Top of Records provided

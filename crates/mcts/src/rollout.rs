//! Rollout policies for the simulation phase.
//!
//! A rollout plays a game from a given state to the end with a cheap policy.
//! The `RolloutPolicy` trait allows swapping between strategies:
//! - `GreedyRollout` takes any move that changes the score footprint, and a
//!   uniformly random move otherwise
//! - `RandomRollout` always plays a uniformly random move

use playout_core::Game;
use rand::{Rng, SeedableRng};
use rand_chacha::ChaCha8Rng;

/// Trait for playing a game to completion from a given state.
pub trait RolloutPolicy<G: Game> {
    /// Play from `state` until the game is terminal and return the final
    /// state.
    ///
    /// If the game reports no legal actions at a non-terminal state the
    /// rollout stops there and returns that state unchanged.
    fn rollout(&mut self, game: &G, state: G::State) -> G::State;
}

/// Greedy-then-random rollout.
///
/// At each step the legal actions are scanned in the order the game
/// produced them; the first one whose resulting state has a different
/// [`Game::score_footprint`] is played. When no action changes the
/// footprint, an action is drawn uniformly at random. Games whose footprint
/// is `()` therefore get a plain random rollout.
#[derive(Clone, Debug)]
pub struct GreedyRollout<R: Rng> {
    rng: R,
}

impl<R: Rng> GreedyRollout<R> {
    /// Create a new greedy rollout drawing random moves from `rng`.
    pub fn new(rng: R) -> Self {
        Self { rng }
    }
}

impl GreedyRollout<ChaCha8Rng> {
    /// Create a reproducible greedy rollout from a seed.
    pub fn seeded(seed: u64) -> Self {
        Self::new(ChaCha8Rng::seed_from_u64(seed))
    }
}

impl<G: Game, R: Rng> RolloutPolicy<G> for GreedyRollout<R> {
    fn rollout(&mut self, game: &G, mut state: G::State) -> G::State {
        while !game.is_terminal(&state) {
            let actions = game.legal_actions(&state);
            if actions.is_empty() {
                break;
            }

            let footprint = game.score_footprint(&state);
            let scoring = actions
                .iter()
                .map(|&action| game.apply(&state, action))
                .find(|next| game.score_footprint(next) != footprint);

            state = match scoring {
                Some(next) => next,
                None => {
                    let idx = self.rng.gen_range(0..actions.len());
                    game.apply(&state, actions[idx])
                }
            };
        }

        state
    }
}

/// Uniformly random rollout.
#[derive(Clone, Debug)]
pub struct RandomRollout<R: Rng> {
    rng: R,
}

impl<R: Rng> RandomRollout<R> {
    /// Create a new random rollout drawing moves from `rng`.
    pub fn new(rng: R) -> Self {
        Self { rng }
    }
}

impl RandomRollout<ChaCha8Rng> {
    /// Create a reproducible random rollout from a seed.
    pub fn seeded(seed: u64) -> Self {
        Self::new(ChaCha8Rng::seed_from_u64(seed))
    }
}

impl<G: Game, R: Rng> RolloutPolicy<G> for RandomRollout<R> {
    fn rollout(&mut self, game: &G, mut state: G::State) -> G::State {
        while !game.is_terminal(&state) {
            let actions = game.legal_actions(&state);
            if actions.is_empty() {
                break;
            }

            let idx = self.rng.gen_range(0..actions.len());
            state = game.apply(&state, actions[idx]);
        }

        state
    }
}
//! Tic-tac-toe implementation for MCTS validation.
//!
//! Tic-tac-toe is small enough to reason about by hand, which makes it a
//! good fixture for the search:
//! - MCTS should take an immediate win when one exists
//! - MCTS should never lose against a random opponent
//!
//! The score footprint is the winner, so a greedy rollout takes a
//! completing move as soon as one is available.

use playout_core::{Game, Outcome};
use std::fmt;

/// Tic-tac-toe player.
#[derive(Clone, Copy, PartialEq, Eq, Debug, Hash)]
pub enum Player {
    X,
    O,
}

impl Player {
    /// Get the opposing player.
    pub fn opposite(self) -> Self {
        match self {
            Player::X => Player::O,
            Player::O => Player::X,
        }
    }
}

impl fmt::Display for Player {
    fn fmt(&self, f: &mut fmt::Formatter<'_>) -> fmt::Result {
        match self {
            Player::X => write!(f, "X"),
            Player::O => write!(f, "O"),
        }
    }
}

/// Tic-tac-toe board state.
#[derive(Clone, PartialEq, Eq, Debug, Hash)]
pub struct TicTacToeState {
    /// Board: 9 cells, indexed 0-8 (row-major).
    /// ```text
    /// 0 | 1 | 2
    /// ---------
    /// 3 | 4 | 5
    /// ---------
    /// 6 | 7 | 8
    /// ```
    board: [Option<Player>; 9],

    /// Current player to move.
    current: Player,

    /// Cached winner (if any).
    winner: Option<Player>,
}

impl TicTacToeState {
    /// Create a new empty board with X to move.
    pub fn new() -> Self {
        Self {
            board: [None; 9],
            current: Player::X,
            winner: None,
        }
    }

    /// Parse a board from 9 cells in row-major order, `X`, `O` or `.`.
    /// Whitespace is ignored. X moves first, so X is to move when both
    /// sides have the same number of marks.
    ///
    /// Returns `None` for a malformed layout.
    ///
    /// ```
    /// use playout_mcts::games::{Player, TicTacToeState};
    ///
    /// let state = TicTacToeState::from_layout("XX. OO. ...").unwrap();
    /// assert_eq!(state.current_player(), Player::X);
    /// ```
    pub fn from_layout(layout: &str) -> Option<Self> {
        let cells: Vec<char> = layout.chars().filter(|c| !c.is_whitespace()).collect();
        if cells.len() != 9 {
            return None;
        }

        let mut board = [None; 9];
        for (cell, c) in board.iter_mut().zip(cells) {
            *cell = match c {
                'X' | 'x' => Some(Player::X),
                'O' | 'o' => Some(Player::O),
                '.' => None,
                _ => return None,
            };
        }

        let count = |p: Player| board.iter().filter(|c| **c == Some(p)).count();
        let current = match count(Player::X).checked_sub(count(Player::O)) {
            Some(0) => Player::X,
            Some(1) => Player::O,
            _ => return None,
        };

        let mut state = Self {
            board,
            current,
            winner: None,
        };
        state.winner = state.check_winner();
        Some(state)
    }

    /// Get the current player to move.
    pub fn current_player(&self) -> Player {
        self.current
    }

    /// Get the winner, if any.
    pub fn winner(&self) -> Option<Player> {
        self.winner
    }

    /// Get the piece at a cell, if any.
    pub fn get(&self, cell: usize) -> Option<Player> {
        self.board.get(cell).copied().flatten()
    }

    /// Check for a winner on the current board.
    fn check_winner(&self) -> Option<Player> {
        const LINES: [[usize; 3]; 8] = [
            [0, 1, 2], // top row
            [3, 4, 5], // middle row
            [6, 7, 8], // bottom row
            [0, 3, 6], // left column
            [1, 4, 7], // center column
            [2, 5, 8], // right column
            [0, 4, 8], // main diagonal
            [2, 4, 6], // anti-diagonal
        ];

        for line in LINES {
            if let Some(player) = self.board[line[0]] {
                if self.board[line[1]] == Some(player) && self.board[line[2]] == Some(player) {
                    return Some(player);
                }
            }
        }
        None
    }

    /// Check if the board is full (draw if no winner).
    fn is_full(&self) -> bool {
        self.board.iter().all(|c| c.is_some())
    }
}

impl Default for TicTacToeState {
    fn default() -> Self {
        Self::new()
    }
}

impl fmt::Display for TicTacToeState {
    fn fmt(&self, f: &mut fmt::Formatter<'_>) -> fmt::Result {
        for row in 0..3 {
            if row > 0 {
                writeln!(f, "-----------")?;
            }
            for col in 0..3 {
                if col > 0 {
                    write!(f, " | ")?;
                }
                let cell = row * 3 + col;
                match self.board[cell] {
                    Some(Player::X) => write!(f, " X ")?,
                    Some(Player::O) => write!(f, " O ")?,
                    None => write!(f, "   ")?,
                }
            }
            writeln!(f)?;
        }
        Ok(())
    }
}

/// Tic-tac-toe action (cell index 0-8).
#[derive(Clone, Copy, PartialEq, Eq, Hash, Debug)]
pub struct TicTacToeAction(pub u8);

impl TicTacToeAction {
    /// Get the row (0-2).
    pub fn row(self) -> u8 {
        self.0 / 3
    }

    /// Get the column (0-2).
    pub fn col(self) -> u8 {
        self.0 % 3
    }
}

impl fmt::Display for TicTacToeAction {
    fn fmt(&self, f: &mut fmt::Formatter<'_>) -> fmt::Result {
        write!(f, "({}, {})", self.row(), self.col())
    }
}

/// Tic-tac-toe game implementation.
#[derive(Clone, Copy, Debug, Default)]
pub struct TicTacToe;

impl Game for TicTacToe {
    type State = TicTacToeState;
    type Action = TicTacToeAction;
    type Player = Player;
    type Footprint = Option<Player>;

    fn initial_state(&self) -> Self::State {
        TicTacToeState::new()
    }

    fn is_terminal(&self, state: &Self::State) -> bool {
        state.winner.is_some() || state.is_full()
    }

    fn current_player(&self, state: &Self::State) -> Self::Player {
        state.current
    }

    fn legal_actions(&self, state: &Self::State) -> Vec<Self::Action> {
        if state.winner.is_some() {
            return Vec::new();
        }

        state
            .board
            .iter()
            .enumerate()
            .filter(|(_, cell)| cell.is_none())
            .map(|(i, _)| TicTacToeAction(i as u8))
            .collect()
    }

    fn apply(&self, state: &Self::State, action: Self::Action) -> Self::State {
        let mut new_state = state.clone();
        new_state.board[action.0 as usize] = Some(state.current);
        new_state.current = state.current.opposite();
        new_state.winner = new_state.check_winner();
        new_state
    }

    fn score_footprint(&self, state: &Self::State) -> Self::Footprint {
        state.winner
    }

    fn outcome(&self, state: &Self::State) -> Option<Outcome<Self::Player>> {
        if let Some(winner) = state.winner {
            Some(Outcome::win(winner, winner.opposite()))
        } else if state.is_full() {
            Some(Outcome::draw(Player::X, Player::O))
        } else {
            None // Game not over
        }
    }
}

#[cfg(test)]
mod tests {
    use super::*;
    use playout_core::GameResult;

    #[test]
    fn test_initial_state() {
        let game = TicTacToe;
        let state = game.initial_state();

        assert_eq!(game.current_player(&state), Player::X);
        assert!(state.winner().is_none());
        assert!(!game.is_terminal(&state));
        assert_eq!(game.outcome(&state), None);
    }

    #[test]
    fn test_legal_moves_partial_board() {
        let game = TicTacToe;
        let state = game.apply(&game.initial_state(), TicTacToeAction(4));
        let actions = game.legal_actions(&state);

        assert_eq!(actions.len(), 8);
        assert!(!actions.contains(&TicTacToeAction(4)));
        // Generated in cell order
        assert_eq!(actions[0], TicTacToeAction(0));
        assert_eq!(actions[7], TicTacToeAction(8));
    }

    #[test]
    fn test_x_wins_top_row() {
        let game = TicTacToe;
        let mut state = game.initial_state();

        for cell in [0, 3, 1, 4, 2] {
            state = game.apply(&state, TicTacToeAction(cell));
        }

        assert!(game.is_terminal(&state));
        assert_eq!(state.winner(), Some(Player::X));
        assert!(game.legal_actions(&state).is_empty());

        let outcome = game.outcome(&state).unwrap();
        assert_eq!(outcome.result_for(Player::X), Some(GameResult::Win));
        assert_eq!(outcome.result_for(Player::O), Some(GameResult::Loss));
    }

    #[test]
    fn test_draw() {
        let game = TicTacToe;
        let mut state = game.initial_state();

        // X O X
        // X O O
        // O X X
        for cell in [0, 1, 2, 4, 3, 5, 7, 6, 8] {
            state = game.apply(&state, TicTacToeAction(cell));
        }

        assert!(game.is_terminal(&state));
        assert!(state.winner().is_none());
        let outcome = game.outcome(&state).unwrap();
        assert!(!outcome.is_win_for(Player::X));
        assert_eq!(outcome.result_for(Player::O), Some(GameResult::Draw));
    }

    #[test]
    fn test_footprint_changes_on_win_only() {
        let game = TicTacToe;
        let state = TicTacToeState::from_layout("XX. OO. ...").unwrap();

        assert_eq!(game.score_footprint(&state), None);
        let quiet = game.apply(&state, TicTacToeAction(8));
        assert_eq!(game.score_footprint(&quiet), None);
        let winning = game.apply(&state, TicTacToeAction(2));
        assert_eq!(game.score_footprint(&winning), Some(Player::X));
    }

    #[test]
    fn test_from_layout() {
        let state = TicTacToeState::from_layout("X.. .O. ..X").unwrap();
        assert_eq!(state.current_player(), Player::O);
        assert_eq!(state.get(0), Some(Player::X));
        assert_eq!(state.get(4), Some(Player::O));
        assert_eq!(state.get(1), None);
    }

    #[test]
    fn test_from_layout_detects_winner() {
        let state = TicTacToeState::from_layout("OOO XX. X..").unwrap();
        assert_eq!(state.winner(), Some(Player::O));
        assert!(TicTacToe.is_terminal(&state));
    }

    #[test]
    fn test_from_layout_rejects_malformed() {
        assert!(TicTacToeState::from_layout("XX").is_none());
        assert!(TicTacToeState::from_layout("XXX ... ...").is_none());
        assert!(TicTacToeState::from_layout("O.. ... ...").is_none());
        assert!(TicTacToeState::from_layout("X?. ... ...").is_none());
    }

    #[test]
    fn test_display() {
        let game = TicTacToe;
        let mut state = game.initial_state();

        state = game.apply(&state, TicTacToeAction(0)); // X
        state = game.apply(&state, TicTacToeAction(4)); // O

        let display = format!("{}", state);
        assert!(display.contains("X"));
        assert!(display.contains("O"));
    }
}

Bottom of Records provided

## Work request
Beginning with the line above that contains "new_state.board[action.0 as usize]", copy each line exactly up to and including the line that contains "fn score_footprint(&self, state: &Self::State)", and go no further.

## Answer section
        new_state.board[action.0 as usize] = Some(state.current);
        new_state.current = state.current.opposite();
        new_state.winner = new_state.check_winner();
        new_state
    }

    fn score_footprint(&self, state: &Self::State) -> Self::Footprint {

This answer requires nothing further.